Her succulent arrangements, accented with patterned sand, gemstones and natural elements, have been spotted at charity luncheons at Neiman’s, Ascension, a Kent Rathbun event, medical spas and downtown office buildings. Urban Spikes, a name inspired by the porcupine quills she sometimes uses, has a word-of-mouth following after just two years.

“With cut succulents and low-maintenance plants, you don’t have to have a long-winded knowledge of everything,” she says. “I’m like a designer of plants.”

Goldberg says one of her biggest sales barriers in the beginning was customers’ fear that they would kill the plants. When she started selling her creations at the Crescent Court Farmers Market, she created signage that read, “You don’t have to take care of us.”

“It takes the worry off,” she says. “You can have green in your space without the pressure of, ‘Did I water it? Did I overwater it? Did I kill it?’ ’’

Goldberg is in the garage workshop of her Mason Dells home. She’s in the third trimester of her pregnancy with her third boy. She points out meticulously organized bins of colored sand, dried mushrooms, driftwood, agate, smoky black quartz and coffee beans. She orders the succulents from Holland, and they arrive in boxes.

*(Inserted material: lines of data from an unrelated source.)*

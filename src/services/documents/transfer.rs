use async_trait::async_trait;
use chrono::{DateTime, NaiveDate, Utc};
use sea_orm::{ActiveValue::Set, ConnectionTrait, DbErr, EntityTrait};

use super::{line_intent, StockDocument};
use crate::{
    entities::documents::{
        material_receive_headers, material_receive_lines, material_transfer_headers,
        material_transfer_lines, stock_mutation_headers, stock_mutation_lines,
    },
    models::{
        Direction, DocumentLine, DocumentType, FulfillmentStatus, LineFlag, MaterialReceive,
        MaterialTransfer, MovementIntent, StockMutation,
    },
};

/// Stock leaves the source warehouse when the transfer is created; it arrives
/// only when a material receive is booked against it.
#[async_trait]
impl StockDocument for MaterialTransfer {
    const DOC_TYPE: DocumentType = DocumentType::MaterialTransfer;

    fn doc_no(&self) -> &str {
        &self.doc_no
    }

    fn doc_date(&self) -> NaiveDate {
        self.doc_date
    }

    fn lines(&self) -> &[DocumentLine] {
        &self.lines
    }

    fn movement_intents(&self) -> Vec<MovementIntent> {
        self.lines
            .iter()
            .map(|line| {
                line_intent(
                    Self::DOC_TYPE,
                    &self.doc_no,
                    self.doc_date,
                    &self.warehouse,
                    line,
                    Direction::Consumed,
                )
            })
            .collect()
    }

    async fn insert_header<C>(&self, conn: &C, actor: &str, now: DateTime<Utc>) -> Result<(), DbErr>
    where
        C: ConnectionTrait,
    {
        let header = material_transfer_headers::ActiveModel {
            doc_no: Set(self.doc_no.clone()),
            doc_date: Set(self.doc_date),
            warehouse: Set(self.warehouse.clone()),
            to_warehouse: Set(self.to_warehouse.clone()),
            remark: Set(self.remark.clone()),
            status: Set(FulfillmentStatus::Outstanding),
            actor: Set(actor.to_string()),
            created_at: Set(now),
        };
        material_transfer_headers::Entity::insert(header)
            .exec_without_returning(conn)
            .await?;
        Ok(())
    }

    async fn insert_lines<C>(&self, conn: &C) -> Result<(), DbErr>
    where
        C: ConnectionTrait,
    {
        let rows = self.lines.iter().map(|line| material_transfer_lines::ActiveModel {
            doc_no: Set(self.doc_no.clone()),
            line_no: Set(line.line_no),
            item: Set(line.item.clone()),
            batch: Set(line.batch.clone()),
            source: Set(line.source.clone()),
            quantity: Set(line.quantity),
            cancelled: Set(false),
            success: Set(LineFlag::Success.value_for(false)),
            remark: Set(line.remark.clone()),
        });
        material_transfer_lines::Entity::insert_many(rows)
            .exec_without_returning(conn)
            .await?;
        Ok(())
    }
}

#[async_trait]
impl StockDocument for MaterialReceive {
    const DOC_TYPE: DocumentType = DocumentType::MaterialReceive;

    fn doc_no(&self) -> &str {
        &self.doc_no
    }

    fn doc_date(&self) -> NaiveDate {
        self.doc_date
    }

    fn lines(&self) -> &[DocumentLine] {
        &self.lines
    }

    fn movement_intents(&self) -> Vec<MovementIntent> {
        self.lines
            .iter()
            .map(|line| {
                line_intent(
                    Self::DOC_TYPE,
                    &self.doc_no,
                    self.doc_date,
                    &self.warehouse,
                    line,
                    Direction::TransferredIn,
                )
            })
            .collect()
    }

    /// The transfer must have been sent from `from_warehouse` to this warehouse.
    fn upstream_header_match(&self) -> Vec<(&'static str, &str)> {
        vec![
            ("warehouse", self.from_warehouse.as_str()),
            ("to_warehouse", self.warehouse.as_str()),
        ]
    }

    async fn insert_header<C>(&self, conn: &C, actor: &str, now: DateTime<Utc>) -> Result<(), DbErr>
    where
        C: ConnectionTrait,
    {
        let header = material_receive_headers::ActiveModel {
            doc_no: Set(self.doc_no.clone()),
            doc_date: Set(self.doc_date),
            warehouse: Set(self.warehouse.clone()),
            from_warehouse: Set(self.from_warehouse.clone()),
            remark: Set(self.remark.clone()),
            actor: Set(actor.to_string()),
            created_at: Set(now),
        };
        material_receive_headers::Entity::insert(header)
            .exec_without_returning(conn)
            .await?;
        Ok(())
    }

    async fn insert_lines<C>(&self, conn: &C) -> Result<(), DbErr>
    where
        C: ConnectionTrait,
    {
        let rows = self.lines.iter().map(|line| material_receive_lines::ActiveModel {
            doc_no: Set(self.doc_no.clone()),
            line_no: Set(line.line_no),
            item: Set(line.item.clone()),
            batch: Set(line.batch.clone()),
            source: Set(line.source.clone()),
            quantity: Set(line.quantity),
            cancelled: Set(false),
            upstream_doc_no: Set(line.upstream.as_ref().map(|up| up.doc_no.clone())),
            upstream_line_no: Set(line.upstream.as_ref().map(|up| up.line_no)),
            remark: Set(line.remark.clone()),
        });
        material_receive_lines::Entity::insert_many(rows)
            .exec_without_returning(conn)
            .await?;
        Ok(())
    }
}

/// Both legs of the move are posted by the one document.
#[async_trait]
impl StockDocument for StockMutation {
    const DOC_TYPE: DocumentType = DocumentType::StockMutation;

    fn doc_no(&self) -> &str {
        &self.doc_no
    }

    fn doc_date(&self) -> NaiveDate {
        self.doc_date
    }

    fn lines(&self) -> &[DocumentLine] {
        &self.lines
    }

    fn movement_intents(&self) -> Vec<MovementIntent> {
        self.lines
            .iter()
            .flat_map(|line| {
                [
                    line_intent(
                        Self::DOC_TYPE,
                        &self.doc_no,
                        self.doc_date,
                        &self.warehouse,
                        line,
                        Direction::Consumed,
                    ),
                    line_intent(
                        Self::DOC_TYPE,
                        &self.doc_no,
                        self.doc_date,
                        &self.to_warehouse,
                        line,
                        Direction::TransferredIn,
                    ),
                ]
            })
            .collect()
    }

    async fn insert_header<C>(&self, conn: &C, actor: &str, now: DateTime<Utc>) -> Result<(), DbErr>
    where
        C: ConnectionTrait,
    {
        let header = stock_mutation_headers::ActiveModel {
            doc_no: Set(self.doc_no.clone()),
            doc_date: Set(self.doc_date),
            warehouse: Set(self.warehouse.clone()),
            to_warehouse: Set(self.to_warehouse.clone()),
            remark: Set(self.remark.clone()),
            actor: Set(actor.to_string()),
            created_at: Set(now),
        };
        stock_mutation_headers::Entity::insert(header)
            .exec_without_returning(conn)
            .await?;
        Ok(())
    }

    async fn insert_lines<C>(&self, conn: &C) -> Result<(), DbErr>
    where
        C: ConnectionTrait,
    {
        let rows = self.lines.iter().map(|line| stock_mutation_lines::ActiveModel {
            doc_no: Set(self.doc_no.clone()),
            line_no: Set(line.line_no),
            item: Set(line.item.clone()),
            batch: Set(line.batch.clone()),
            source: Set(line.source.clone()),
            quantity: Set(line.quantity),
            cancelled: Set(false),
            remark: Set(line.remark.clone()),
        });
        stock_mutation_lines::Entity::insert_many(rows)
            .exec_without_returning(conn)
            .await?;
        Ok(())
    }
}
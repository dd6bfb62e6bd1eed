use sea_orm::sea_query::{Alias, Cond, Condition, Expr, Query, SimpleExpr, UpdateStatement};
use sea_orm::{ConnectionTrait, DbBackend, DbErr, Statement, Value};

/// Builds one `UPDATE` that applies a different value per key tuple.
///
/// ```text
/// UPDATE t SET col = CASE WHEN k1 = ? AND k2 = ? THEN <expr> ... ELSE col END
/// WHERE (k1 = ? AND k2 = ?) OR ...
/// ```
///
/// Rows whose key matches no entry keep their current value.
#[derive(Debug, Clone)]
pub struct CaseUpdate {
    table: String,
    key_columns: Vec<String>,
    rows: Vec<CaseRow>,
    filter: Option<Condition>,
}

#[derive(Debug, Clone)]
struct CaseRow {
    key: Vec<Value>,
    assignments: Vec<(String, SimpleExpr)>,
}

impl CaseUpdate {
    pub fn new(table: impl Into<String>, key_columns: &[&str]) -> Self {
        Self {
            table: table.into(),
            key_columns: key_columns.iter().map(|c| c.to_string()).collect(),
            rows: Vec::new(),
            filter: None,
        }
    }

    /// Sets `column` to `value` on the row identified by `key`.
    ///
    /// A second assignment of the same column for the same key replaces the first.
    pub fn set<V>(mut self, key: Vec<Value>, column: &str, value: V) -> Self
    where
        V: Into<SimpleExpr>,
    {
        self.push(key, column, value.into());
        self
    }

    /// Non-consuming form of [`CaseUpdate::set`] for loops.
    pub fn push(&mut self, key: Vec<Value>, column: &str, value: SimpleExpr) {
        debug_assert_eq!(key.len(), self.key_columns.len(), "key arity mismatch");
        let row = match self.rows.iter().position(|r| r.key == key) {
            Some(idx) => &mut self.rows[idx],
            None => {
                self.rows.push(CaseRow {
                    key,
                    assignments: Vec::new(),
                });
                let last = self.rows.len() - 1;
                &mut self.rows[last]
            }
        };
        match row.assignments.iter_mut().find(|(c, _)| c == column) {
            Some(existing) => existing.1 = value,
            None => row.assignments.push((column.to_string(), value)),
        }
    }

    /// Extra condition every updated row must also satisfy.
    pub fn filter(mut self, condition: Condition) -> Self {
        self.filter = Some(condition);
        self
    }

    pub fn is_empty(&self) -> bool {
        self.rows.is_empty()
    }

    pub fn len(&self) -> usize {
        self.rows.len()
    }

    fn key_condition(&self, key: &[Value]) -> Condition {
        self.key_columns
            .iter()
            .zip(key.iter())
            .fold(Cond::all(), |cond, (column, value)| {
                cond.add(Expr::col(Alias::new(column.as_str())).eq(value.clone()))
            })
    }

    fn columns(&self) -> Vec<String> {
        let mut columns: Vec<String> = Vec::new();
        for row in &self.rows {
            for (column, _) in &row.assignments {
                if !columns.contains(column) {
                    columns.push(column.clone());
                }
            }
        }
        columns
    }

    /// The statement as a sea-query AST. `None` when there is nothing to update.
    pub fn statement(&self) -> Option<UpdateStatement> {
        if self.rows.is_empty() {
            return None;
        }

        let mut update = Query::update();
        update.table(Alias::new(self.table.as_str()));

        for column in self.columns() {
            let mut case: Option<sea_orm::sea_query::CaseStatement> = None;
            for row in &self.rows {
                let Some((_, value)) = row.assignments.iter().find(|(c, _)| *c == column) else {
                    continue;
                };
                let when = self.key_condition(&row.key);
                case = Some(match case {
                    None => Expr::case(when, value.clone()),
                    Some(stmt) => stmt.case(when, value.clone()),
                });
            }
            if let Some(case) = case {
                let fallback = Expr::col(Alias::new(column.as_str()));
                update.value(
                    Alias::new(column.as_str()),
                    Into::<SimpleExpr>::into(case.finally(fallback)),
                );
            }
        }

        let any_key = self
            .rows
            .iter()
            .fold(Cond::any(), |cond, row| cond.add(self.key_condition(&row.key)));
        let mut condition = Cond::all().add(any_key);
        if let Some(filter) = &self.filter {
            condition = condition.add(filter.clone());
        }
        update.cond_where(condition);

        Some(update)
    }

    pub fn build(&self, backend: DbBackend) -> Option<Statement> {
        self.statement().map(|stmt| backend.build(&stmt))
    }

    /// Executes the update and returns the number of rows it touched.
    pub async fn exec<C>(&self, conn: &C) -> Result<u64, DbErr>
    where
        C: ConnectionTrait,
    {
        match self.build(conn.get_database_backend()) {
            Some(stmt) => Ok(conn.execute(stmt).await?.rows_affected()),
            None => Ok(0),
        }
    }
}

#[cfg(test)]
mod tests {
    use super::*;

    fn summary_update() -> CaseUpdate {
        CaseUpdate::new("stock_summary", &["warehouse", "item"])
            .set(
                vec!["WH1".into(), "ITEM-1".into()],
                "received",
                Expr::col(Alias::new("received")).sub(4),
            )
            .set(
                vec!["WH2".into(), "ITEM-1".into()],
                "consumed",
                Expr::col(Alias::new("consumed")).sub(2),
            )
    }

    #[test]
    fn renders_one_case_per_column() {
        let stmt = summary_update().build(DbBackend::Sqlite).unwrap();

        assert!(stmt.sql.starts_with(r#"UPDATE "stock_summary" SET"#));
        assert_eq!(stmt.sql.matches("CASE WHEN").count(), 2);
        assert!(stmt.sql.contains(r#"ELSE "received" END"#));
        assert!(stmt.sql.contains(r#"ELSE "consumed" END"#));
        assert!(stmt.sql.contains(" WHERE "));
    }

    #[test]
    fn later_assignment_for_same_key_wins() {
        let update = CaseUpdate::new("movement_log", &["id"])
            .set(vec![1i64.into()], "cancelled", Expr::value(false))
            .set(vec![1i64.into()], "cancelled", Expr::value(true));

        assert_eq!(update.len(), 1);
        let stmt = update.build(DbBackend::Sqlite).unwrap();
        assert_eq!(stmt.sql.matches("WHEN").count(), 1);
    }

    #[test]
    fn filter_is_applied_alongside_keys() {
        let stmt = CaseUpdate::new("purchase_order_lines", &["doc_no", "line_no"])
            .set(vec!["PO-1".into(), 1i32.into()], "success", Expr::value(true))
            .filter(Cond::all().add(Expr::col(Alias::new("cancelled")).eq(false)))
            .build(DbBackend::Sqlite)
            .unwrap();

        let where_clause = stmt.sql.split(" WHERE ").nth(1).unwrap();
        assert!(where_clause.contains(r#""cancelled""#));
        assert!(where_clause.contains(r#""doc_no""#));
    }

    #[test]
    fn empty_update_builds_nothing() {
        let update = CaseUpdate::new("stock_summary", &["id"]);
        assert!(update.is_empty());
        assert!(update.build(DbBackend::Postgres).is_none());
    }
}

Inside her pristine home, ready-made orders are tucked into the corners of her dining room and living room. Three-hundred succulents for the Crescent Building, 500 for McKinney and Olive. Another grouping waits for an Earth Day celebration. Her Dachshund, Spike, wanders in. 

Goldberg’s 3- and 5-year-old boys are away at Akiba Academy. Don’t they like to play in the sand? Sometimes they like to make an arrangement, she says. “But this isn’t a really fun area for them — unless they’re riding their scooters.”

Urban Spikes has two employees, and Goldberg is considering finding a studio. “I’m pretty sure this is a business at this point.”